Data to process.
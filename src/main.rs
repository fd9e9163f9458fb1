mod app;

use std::process::ExitCode;

use clap::Parser;

use asminspect::Exporter;

use crate::app::{Cli, USAGE};

fn main() -> anyhow::Result<ExitCode> {
    let cli = Cli::parse();

    // Diagnostics on stderr; --verbose enables debug; RUST_LOG overrides
    let level = if cli.verbose {
        log::LevelFilter::Debug
    } else {
        log::LevelFilter::Warn
    };
    env_logger::Builder::new()
        .filter_module("asminspect", level)
        .filter_module("dotscope", level)
        .parse_default_env()
        .target(env_logger::Target::Stderr)
        .format_timestamp(None)
        .format_module_path(false)
        .format_target(false)
        .init();

    let Some(config) = cli.export_config() else {
        println!("{USAGE}");
        return Ok(ExitCode::SUCCESS);
    };

    let exporter = Exporter::new(config);
    match exporter.run(&mut std::io::stdout()) {
        Ok(outcome) => {
            log::debug!("run finished: {outcome:?}");
            Ok(ExitCode::SUCCESS)
        }
        // Fatal run errors are already in the run log
        Err(err) if err.is_fatal() => Ok(ExitCode::FAILURE),
        Err(err) => {
            println!("[ERROR] {err}");
            Ok(ExitCode::FAILURE)
        }
    }
}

Assigned task. Using the records above, select and copy every line that has the word "outcome".

Answer for the task.
        Ok(outcome) => {
            log::debug!("run finished: {outcome:?}");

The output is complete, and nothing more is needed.